◆ WORK TO COMPLETE ◆
Lines from the line with "projection of the" to the line with "to the mesh." in the entries below, and only those, must be output exactly, with both ends included.

◆ Saved entries ◆

************

//! Fault meshes projected into a local km frame, and the distance kernels
//! evaluated against them.

use fault_geodesy::LocalProjection;
use nalgebra::{Vector2, Vector3};

use crate::mesh::{Mesh, RectangularMesh};

/// A mesh projected with a [`LocalProjection`] centred on its valid nodes.
///
/// Coordinates are `(x east, y north, z up)` in km. Missing nodes are
/// dropped: `cells` only holds complete cells, `links` every pair of
/// adjacent valid nodes and `nodes` every valid node, so meshes without a
/// single complete cell still answer distance queries.
#[derive(Debug, Clone)]
pub struct Footprint {
    projection: LocalProjection,
    nodes: Vec<Vector3<f64>>,
    links: Vec<(Vector3<f64>, Vector3<f64>)>,
    cells: Vec<[Vector3<f64>; 4]>,
}

impl Footprint {
    pub fn new(mesh: &RectangularMesh) -> Self {
        let projection = LocalProjection::centred_on(mesh.valid_points());
        let nodes = mesh.valid_points().map(|p| projection.project_point(&p)).collect();
        let links = mesh
            .links()
            .map(|(a, b)| (projection.project_point(&a), projection.project_point(&b)))
            .collect();
        let cells = mesh
            .cells()
            .map(|cell| cell.map(|p| projection.project_point(&p)))
            .collect();
        Self {
            projection,
            nodes,
            links,
            cells,
        }
    }

    pub fn projection(&self) -> &LocalProjection {
        &self.projection
    }

    /// Complete cells, vertices in mesh order (top-left, top-right,
    /// bottom-right, bottom-left).
    pub fn cells(&self) -> &[[Vector3<f64>; 4]] {
        &self.cells
    }

    pub fn cell_areas(&self) -> Vec<f64> {
        self.cells.iter().map(cell_area).collect()
    }

    pub fn cell_dips(&self) -> Vec<f64> {
        self.cells.iter().map(cell_dip).collect()
    }

    /// Horizontal distance from each site to the surface projection of the
    /// mesh; zero for sites above a cell.
    pub fn joyner_boore_distance(&self, sites: &Mesh) -> Vec<f64> {
        sites
            .lons()
            .iter()
            .zip(sites.lats())
            .map(|(&lon, &lat)| self.horizontal_distance(&self.projection.project(lon, lat)))
            .collect()
    }

    /// 3-D distance from each site, at its depth, to the mesh.
    pub fn min_distance(&self, sites: &Mesh) -> Vec<f64> {
        sites
            .points()
            .map(|site| self.spatial_distance(&self.projection.project_point(&site)))
            .collect()
    }

    fn horizontal_distance(&self, site: &Vector2<f64>) -> f64 {
        let inside = self.cells.iter().any(|cell| {
            let outline = cell.map(|v| v.xy());
            point_in_polygon(site, &outline)
        });
        if inside {
            return 0.0;
        }
        let to_links = self
            .links
            .iter()
            .map(|(a, b)| point_segment_distance_2d(site, &a.xy(), &b.xy()));
        let to_nodes = self.nodes.iter().map(|n| (n.xy() - site).norm());
        to_links.chain(to_nodes).fold(f64::INFINITY, f64::min)
    }

    fn spatial_distance(&self, site: &Vector3<f64>) -> f64 {
        let to_cells = self.cells.iter().flat_map(|c| {
            [(c[0], c[1], c[2]), (c[0], c[2], c[3])]
                .into_iter()
                .filter(|(a, b, c)| (b - a).cross(&(c - a)).norm_squared() > 0.0)
                .map(|(a, b, c)| (closest_point_on_triangle(site, &a, &b, &c) - site).norm())
        });
        let to_links = self
            .links
            .iter()
            .map(|(a, b)| point_segment_distance_3d(site, a, b));
        let to_nodes = self.nodes.iter().map(|n| (n - site).norm());
        to_cells.chain(to_links).chain(to_nodes).fold(f64::INFINITY, f64::min)
    }
}

/// Area of a cell split into the triangles (0, 1, 2) and (0, 2, 3).
pub fn cell_area(cell: &[Vector3<f64>; 4]) -> f64 {
    let d = cell[2] - cell[0];
    let first = (cell[1] - cell[0]).cross(&d).norm();
    let second = d.cross(&(cell[3] - cell[0])).norm();
    0.5 * (first + second)
}

/// Dip of a cell in degrees, from the normal spanned by its diagonals.
pub fn cell_dip(cell: &[Vector3<f64>; 4]) -> f64 {
    let normal = (cell[2] - cell[0]).cross(&(cell[3] - cell[1]));
    let norm = normal.norm();
    if norm == 0.0 {
        return f64::NAN;
    }
    (normal.z.abs() / norm).min(1.0).acos().to_degrees()
}

/// Winding-number inclusion test; points on an edge may go either way.
pub fn point_in_polygon(point: &Vector2<f64>, polygon: &[Vector2<f64>]) -> bool {
    let n = polygon.len();
    if n < 3 {
        return false;
    }
    let mut winding: i32 = 0;
    for i in 0..n {
        let p1 = polygon[i];
        let p2 = polygon[(i + 1) % n];
        let cross = (p2.x - p1.x) * (point.y - p1.y) - (p2.y - p1.y) * (point.x - p1.x);
        if p1.y <= point.y {
            if p2.y > point.y && cross > 0.0 {
                winding += 1;
            }
        } else if p2.y <= point.y && cross < 0.0 {
            winding -= 1;
        }
    }
    winding != 0
}

pub fn point_segment_distance_2d(p: &Vector2<f64>, a: &Vector2<f64>, b: &Vector2<f64>) -> f64 {
    let ab = b - a;
    let len_sq = ab.norm_squared();
    if len_sq == 0.0 {
        return (p - a).norm();
    }
    let t = ((p - a).dot(&ab) / len_sq).clamp(0.0, 1.0);
    (p - (a + ab * t)).norm()
}

pub fn point_segment_distance_3d(p: &Vector3<f64>, a: &Vector3<f64>, b: &Vector3<f64>) -> f64 {
    let ab = b - a;
    let len_sq = ab.norm_squared();
    if len_sq == 0.0 {
        return (p - a).norm();
    }
    let t = ((p - a).dot(&ab) / len_sq).clamp(0.0, 1.0);
    (p - (a + ab * t)).norm()
}

/// Closest point to `p` on triangle `abc` (barycentric region tests).
///
/// The triangle must not be degenerate.
pub fn closest_point_on_triangle(
    p: &Vector3<f64>,
    a: &Vector3<f64>,
    b: &Vector3<f64>,
    c: &Vector3<f64>,
) -> Vector3<f64> {
    let ab = b - a;
    let ac = c - a;
    let ap = p - a;

    let d1 = ab.dot(&ap);
    let d2 = ac.dot(&ap);
    if d1 <= 0.0 && d2 <= 0.0 {
        return *a;
    }

    let bp = p - b;
    let d3 = ab.dot(&bp);
    let d4 = ac.dot(&bp);
    if d3 >= 0.0 && d4 <= d3 {
        return *b;
    }

    let vc = d1.mul_add(d4, -(d3 * d2));
    if vc <= 0.0 && d1 >= 0.0 && d3 <= 0.0 {
        let v = d1 / (d1 - d3);
        return a + ab * v;
    }

    let cp = p - c;
    let d5 = ab.dot(&cp);
    let d6 = ac.dot(&cp);
    if d6 >= 0.0 && d5 <= d6 {
        return *c;
    }

    let vb = d5.mul_add(d2, -(d1 * d6));
    if vb <= 0.0 && d2 >= 0.0 && d6 <= 0.0 {
        let w = d2 / (d2 - d6);
        return a + ac * w;
    }

    let va = d3.mul_add(d6, -(d5 * d4));
    if va <= 0.0 && (d4 - d3) >= 0.0 && (d5 - d6) >= 0.0 {
        let w = (d4 - d3) / ((d4 - d3) + (d5 - d6));
        return b + (c - b) * w;
    }

    let denom = 1.0 / (va + vb + vc);
    a + ab * (vb * denom) + ac * (vc * denom)
}
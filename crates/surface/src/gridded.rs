use fault_geodesy::Point;
use fault_geodesy::geodetic::normalize_azimuth;
use tracing::trace;

use crate::error::SurfaceError;
use crate::footprint::Footprint;
use crate::mesh::RectangularMesh;
use crate::surface::FaultSurface;

/// A fault section described by a pre-built, possibly holed, mesh.
#[derive(Debug, Clone)]
pub struct MeshSurface {
    mesh: RectangularMesh,
    footprint: Footprint,
    top_edge: (Point, Point),
    area: f64,
    width: f64,
    strike: f64,
    dip: f64,
}

impl MeshSurface {
    pub fn new(mesh: RectangularMesh) -> Result<Self, SurfaceError> {
        let top_edge = mesh.top_edge().ok_or(SurfaceError::EmptyMesh)?;
        let footprint = Footprint::new(&mesh);

        let areas = footprint.cell_areas();
        let area: f64 = areas.iter().sum();
        let dip = weighted_dip(&areas, &footprint.cell_dips());
        let width = mean_column_length(&mesh);
        let strike = mean_strike(&mesh).unwrap_or_else(|| top_edge.0.azimuth(&top_edge.1));
        trace!(area, width, strike, dip, cells = areas.len(), "mesh section");

        Ok(Self {
            mesh,
            footprint,
            top_edge,
            area,
            width,
            strike,
            dip,
        })
    }
}

impl FaultSurface for MeshSurface {
    fn mesh(&self) -> &RectangularMesh {
        &self.mesh
    }

    fn footprint(&self) -> &Footprint {
        &self.footprint
    }

    fn get_area(&self) -> f64 {
        self.area
    }

    fn get_width(&self) -> f64 {
        self.width
    }

    fn get_strike(&self) -> f64 {
        self.strike
    }

    fn get_dip(&self) -> f64 {
        self.dip
    }

    fn top_edge(&self) -> (Point, Point) {
        self.top_edge
    }
}

fn weighted_dip(areas: &[f64], dips: &[f64]) -> f64 {
    let (sum, weight) = areas
        .iter()
        .zip(dips)
        .filter(|(_, d)| d.is_finite())
        .fold((0.0, 0.0), |(s, w), (a, d)| (s + a * d, w + a));
    if weight > 0.0 { sum / weight } else { f64::NAN }
}

/// Mean over columns of the down-dip length through their valid nodes.
fn mean_column_length(mesh: &RectangularMesh) -> f64 {
    let (rows, cols) = mesh.shape();
    let lengths: Vec<f64> = (0..cols)
        .map(|c| {
            let column: Vec<Point> = (0..rows).filter_map(|r| mesh.get(r, c)).collect();
            column.windows(2).map(|w| w[0].distance(&w[1])).sum::<f64>()
        })
        .filter(|len| *len > 0.0)
        .collect();
    if lengths.is_empty() {
        return f64::NAN;
    }
    lengths.iter().sum::<f64>() / lengths.len() as f64
}

/// Length-weighted circular mean of the along-row segment azimuths.
fn mean_strike(mesh: &RectangularMesh) -> Option<f64> {
    let (rows, cols) = mesh.shape();
    let (mut east, mut north) = (0.0, 0.0);
    for r in 0..rows {
        for c in 1..cols {
            let (Some(a), Some(b)) = (mesh.get(r, c - 1), mesh.get(r, c)) else {
                continue;
            };
            let length = a.horizontal_distance(&b);
            let (sin, cos) = a.azimuth(&b).to_radians().sin_cos();
            east += length * sin;
            north += length * cos;
        }
    }
    if east == 0.0 && north == 0.0 {
        return None;
    }
    Some(normalize_azimuth(east.atan2(north).to_degrees()))
}
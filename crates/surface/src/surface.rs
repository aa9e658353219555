use std::fmt::Debug;

use fault_geodesy::{BoundingBox, Point};

use crate::footprint::Footprint;
use crate::mesh::{Mesh, RectangularMesh};

/// Geometry every fault section exposes to [`MultiSurface`](crate::MultiSurface).
///
/// Implementors compute their scalars once at construction; the provided
/// methods derive everything else from the mesh and the footprint.
pub trait FaultSurface: Debug + Send + Sync {
    fn mesh(&self) -> &RectangularMesh;

    fn footprint(&self) -> &Footprint;

    /// Area in km².
    fn get_area(&self) -> f64;

    /// Down-dip width in km.
    fn get_width(&self) -> f64;

    /// Strike in degrees, `[0, 360)`.
    fn get_strike(&self) -> f64;

    /// Dip in degrees, `(0, 90]`.
    fn get_dip(&self) -> f64;

    /// First and last valid node of the shallowest populated row.
    fn top_edge(&self) -> (Point, Point);

    /// Mean depth of the top edge end points.
    fn get_top_edge_depth(&self) -> f64 {
        let (first, last) = self.top_edge();
        (first.depth + last.depth) * 0.5
    }

    fn get_bounding_box(&self) -> BoundingBox {
        self.mesh().get_bounding_box()
    }

    fn get_middle_point(&self) -> Point {
        self.mesh().get_middle_point()
    }

    /// Closed outline of the section as `(lons, lats)`.
    fn get_surface_boundaries(&self) -> (Vec<f64>, Vec<f64>) {
        self.mesh()
            .boundary()
            .into_iter()
            .map(|p| (p.longitude, p.latitude))
            .unzip()
    }

    fn get_joyner_boore_distance(&self, sites: &Mesh) -> Vec<f64> {
        self.footprint().joyner_boore_distance(sites)
    }

    fn get_min_distance(&self, sites: &Mesh) -> Vec<f64> {
        self.footprint().min_distance(sites)
    }
}
use std::sync::Arc;

use fault_geodesy::{BoundingBox, Line, Point};
use tracing::{debug, info, instrument, warn};

use crate::Tolerance;
use crate::error::SurfaceError;
use crate::gc2::Gc2Frame;
use crate::mesh::Mesh;
use crate::surface::FaultSurface;

/// An ordered collection of fault sections treated as one rupture surface.
///
/// Per-section areas, the edge set and the GC2 frame are computed once in
/// the constructor. Sections are shared through `Arc` and never mutated.
#[derive(Debug, Clone)]
pub struct MultiSurface {
    surfaces: Vec<Arc<dyn FaultSurface>>,
    areas: Vec<f64>,
    edge_set: Vec<Line>,
    gc2: Gc2Frame,
    tolerance: Tolerance,
}

impl MultiSurface {
    pub fn new(surfaces: Vec<Arc<dyn FaultSurface>>) -> Result<Self, SurfaceError> {
        Self::with_tolerance(surfaces, Tolerance::default())
    }

    #[instrument(skip(surfaces), fields(sections = surfaces.len()))]
    pub fn with_tolerance(
        surfaces: Vec<Arc<dyn FaultSurface>>,
        tolerance: Tolerance,
    ) -> Result<Self, SurfaceError> {
        if surfaces.is_empty() {
            return Err(SurfaceError::EmptySurfaceList);
        }
        let areas: Vec<f64> = surfaces.iter().map(|s| s.get_area()).collect();
        let edge_set = surfaces
            .iter()
            .map(|s| {
                let (first, last) = s.top_edge();
                Line::new(vec![first, last])
            })
            .collect::<Result<Vec<_>, _>>()?;
        let gc2 = Gc2Frame::build(&edge_set, tolerance);

        info!(
            sections = surfaces.len(),
            total_area = areas.iter().sum::<f64>(),
            trace_length = gc2.length(),
            "multi-surface assembled"
        );

        Ok(Self {
            surfaces,
            areas,
            edge_set,
            gc2,
            tolerance,
        })
    }

    /// Aggregate sections of a single concrete type.
    pub fn from_surfaces<S, I>(surfaces: I) -> Result<Self, SurfaceError>
    where
        S: FaultSurface + 'static,
        I: IntoIterator<Item = S>,
    {
        Self::new(
            surfaces
                .into_iter()
                .map(|s| Arc::new(s) as Arc<dyn FaultSurface>)
                .collect(),
        )
    }

    pub fn surfaces(&self) -> &[Arc<dyn FaultSurface>] {
        &self.surfaces
    }

    pub fn tolerance(&self) -> Tolerance {
        self.tolerance
    }

    pub fn gc2(&self) -> &Gc2Frame {
        &self.gc2
    }

    /// Area of every section, in section order.
    pub fn get_areas(&self) -> &[f64] {
        &self.areas
    }

    pub fn get_area(&self) -> f64 {
        self.areas.iter().sum()
    }

    /// Area-weighted mean width.
    pub fn get_width(&self) -> f64 {
        self.area_weighted("width", |s| s.get_width())
    }

    /// Area-weighted mean dip.
    pub fn get_dip(&self) -> f64 {
        self.area_weighted("dip", |s| s.get_dip())
    }

    /// Area-weighted mean depth of the section top edges.
    pub fn get_top_edge_depth(&self) -> f64 {
        self.area_weighted("top edge depth", |s| s.get_top_edge_depth())
    }

    /// Bearing of the oriented aggregate trace, `[0, 360)`.
    pub fn get_strike(&self) -> f64 {
        self.gc2.strike()
    }

    /// Top edge of every section as a two-point line, in section order.
    pub fn edge_set(&self) -> &[Line] {
        &self.edge_set
    }

    pub fn get_bounding_box(&self) -> BoundingBox {
        self.surfaces
            .iter()
            .map(|s| s.get_bounding_box())
            .fold(BoundingBox::empty(), |acc, bb| acc.union(&bb))
    }

    /// Middle point of the first section.
    pub fn get_middle_point(&self) -> Point {
        self.surfaces[0].get_middle_point()
    }

    /// Closed outlines of all sections, concatenated in section order.
    pub fn get_surface_boundaries(&self) -> (Vec<f64>, Vec<f64>) {
        let mut lons = Vec::new();
        let mut lats = Vec::new();
        for s in &self.surfaces {
            let (x, y) = s.get_surface_boundaries();
            lons.extend(x);
            lats.extend(y);
        }
        (lons, lats)
    }

    /// Every valid mesh node of every section.
    pub fn mesh(&self) -> Mesh {
        let points: Vec<Point> = self
            .surfaces
            .iter()
            .flat_map(|s| s.mesh().valid_points())
            .collect();
        Mesh::from_points(&points)
    }

    #[instrument(skip_all, fields(sites = sites.len()))]
    pub fn get_joyner_boore_distance(&self, sites: &Mesh) -> Vec<f64> {
        self.pointwise_min(sites, |s| s.get_joyner_boore_distance(sites))
    }

    /// Rupture distance: closest 3-D approach of each site to any section.
    #[instrument(skip_all, fields(sites = sites.len()))]
    pub fn get_min_distance(&self, sites: &Mesh) -> Vec<f64> {
        self.pointwise_min(sites, |s| s.get_min_distance(sites))
    }

    /// GC2 `(T, U)` coordinates of every site.
    #[instrument(skip_all, fields(sites = sites.len()))]
    pub fn get_generalised_coordinates(&self, sites: &Mesh) -> (Vec<f64>, Vec<f64>) {
        self.gc2.generalised_coordinates(sites)
    }

    /// Strike-normal distance, positive on the hanging wall.
    #[instrument(skip_all, fields(sites = sites.len()))]
    pub fn get_rx_distance(&self, sites: &Mesh) -> Vec<f64> {
        self.gc2.rx_distance(sites)
    }

    /// Strike-parallel distance beyond the trace ends, zero alongside it.
    #[instrument(skip_all, fields(sites = sites.len()))]
    pub fn get_ry0_distance(&self, sites: &Mesh) -> Vec<f64> {
        self.gc2.ry0_distance(sites)
    }

    fn pointwise_min(&self, sites: &Mesh, distance: impl Fn(&dyn FaultSurface) -> Vec<f64>) -> Vec<f64> {
        let mut best = vec![f64::INFINITY; sites.len()];
        for surface in &self.surfaces {
            for (b, d) in best.iter_mut().zip(distance(surface.as_ref())) {
                *b = b.min(d);
            }
        }
        debug!(sites = sites.len(), sections = self.surfaces.len(), "pointwise minimum");
        best
    }

    fn area_weighted(&self, quantity: &str, value: impl Fn(&dyn FaultSurface) -> f64) -> f64 {
        let total = self.get_area();
        if total == 0.0 {
            warn!(quantity, "sections have zero total area");
            return f64::NAN;
        }
        self.surfaces
            .iter()
            .zip(&self.areas)
            .map(|(s, a)| value(s.as_ref()) * a)
            .sum::<f64>()
            / total
    }
}
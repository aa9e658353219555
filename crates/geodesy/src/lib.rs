//! Spherical-earth geodetic primitives used by the fault surface engine.
//!
//! Longitudes and latitudes are decimal degrees, depths and distances are
//! kilometres, depth is positive downwards.

pub mod bbox;
pub mod error;
pub mod geodetic;
pub mod line;
pub mod point;
pub mod projection;

pub use bbox::BoundingBox;
pub use error::GeodesyError;
pub use geodetic::{
    azimuth, geodetic_distance, middle_point, npoints_between, npoints_towards, point_at,
    spherical_centroid, tangent_basis, to_cartesian,
};
pub use line::Line;
pub use point::Point;
pub use projection::LocalProjection;

/// Mean earth radius (km).
pub const EARTH_RADIUS: f64 = 6371.0;
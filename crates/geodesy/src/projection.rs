use nalgebra::{Vector2, Vector3};
use serde::{Deserialize, Serialize};

use crate::bbox::BoundingBox;
use crate::geodetic::{azimuth, geodetic_distance, point_at, spherical_centroid};
use crate::point::Point;

/// Azimuthal equidistant projection centred on a reference point.
///
/// Maps lon/lat to a local plane in km with `x` pointing east and `y` north
/// at the centre. Distance and azimuth from the centre are preserved, so the
/// projection stays usable for sites anywhere except the antipode of the
/// centre.
#[derive(Debug, Clone, Copy, PartialEq, Serialize, Deserialize)]
pub struct LocalProjection {
    pub lon0: f64,
    pub lat0: f64,
}

impl LocalProjection {
    pub fn new(lon0: f64, lat0: f64) -> Self {
        Self { lon0, lat0 }
    }

    /// Projection centred on the spherical centroid of `points`.
    ///
    /// Points straddling the antimeridian are centred where they lie. Falls
    /// back to the bounding box middle when the centroid is undefined.
    pub fn centred_on<I>(points: I) -> Self
    where
        I: IntoIterator<Item = Point>,
    {
        let points: Vec<Point> = points.into_iter().collect();
        match spherical_centroid(points.iter().copied()) {
            Some(c) => Self::new(c.longitude, c.latitude),
            None => {
                let (lon, lat) = BoundingBox::from_points(&points).middle();
                Self::new(lon, lat)
            }
        }
    }

    pub fn project(&self, lon: f64, lat: f64) -> Vector2<f64> {
        let dist = geodetic_distance(self.lon0, self.lat0, lon, lat);
        if dist == 0.0 {
            return Vector2::zeros();
        }
        let (sin_az, cos_az) = azimuth(self.lon0, self.lat0, lon, lat).to_radians().sin_cos();
        Vector2::new(dist * sin_az, dist * cos_az)
    }

    /// Project a point into the local 3-D frame, `z` up (negative depth).
    pub fn project_point(&self, p: &Point) -> Vector3<f64> {
        let xy = self.project(p.longitude, p.latitude);
        Vector3::new(xy.x, xy.y, -p.depth)
    }

    pub fn unproject(&self, xy: &Vector2<f64>) -> (f64, f64) {
        let dist = xy.norm();
        if dist == 0.0 {
            return (self.lon0, self.lat0);
        }
        let azim = xy.x.atan2(xy.y).to_degrees();
        point_at(self.lon0, self.lat0, azim, dist)
    }
}
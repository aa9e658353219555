use std::path::PathBuf;

use fault_geodesy::GeodesyError;
use thiserror::Error;

/// Failures building surfaces, meshes, or loading section files.
#[derive(Debug, Error)]
pub enum SurfaceError {
    #[error("a multi-surface needs at least one section")]
    EmptySurfaceList,

    #[error("mesh has no valid node")]
    EmptyMesh,

    #[error("mesh row {row} has {found} nodes, expected {expected}")]
    RaggedMesh {
        row: usize,
        expected: usize,
        found: usize,
    },

    #[error("coordinate arrays differ in length: {lons} longitudes, {lats} latitudes, {depths} depths")]
    LengthMismatch {
        lons: usize,
        lats: usize,
        depths: usize,
    },

    #[error("planar corner {index} has non-finite coordinates")]
    NonFiniteCorner { index: usize },

    #[error("line {line}: expected 12 fields (4 corners x lon/lat/depth), found {found}")]
    CsvFieldCount { line: usize, found: usize },

    #[error("line {line}, field {field}: invalid number {value:?}")]
    CsvValue {
        line: usize,
        field: usize,
        value: String,
    },

    #[error("cannot read {path:?}")]
    Io {
        path: PathBuf,
        #[source]
        source: std::io::Error,
    },

    #[error(transparent)]
    Geodesy(#[from] GeodesyError),
}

************

◆ EXERCISE SOLUTION ◆
    /// Horizontal distance from each site to the surface projection of the
    /// mesh; zero for sites above a cell.
    pub fn joyner_boore_distance(&self, sites: &Mesh) -> Vec<f64> {
        sites
            .lons()
            .iter()
            .zip(sites.lats())
            .map(|(&lon, &lat)| self.horizontal_distance(&self.projection.project(lon, lat)))
            .collect()
    }

    /// 3-D distance from each site, at its depth, to the mesh.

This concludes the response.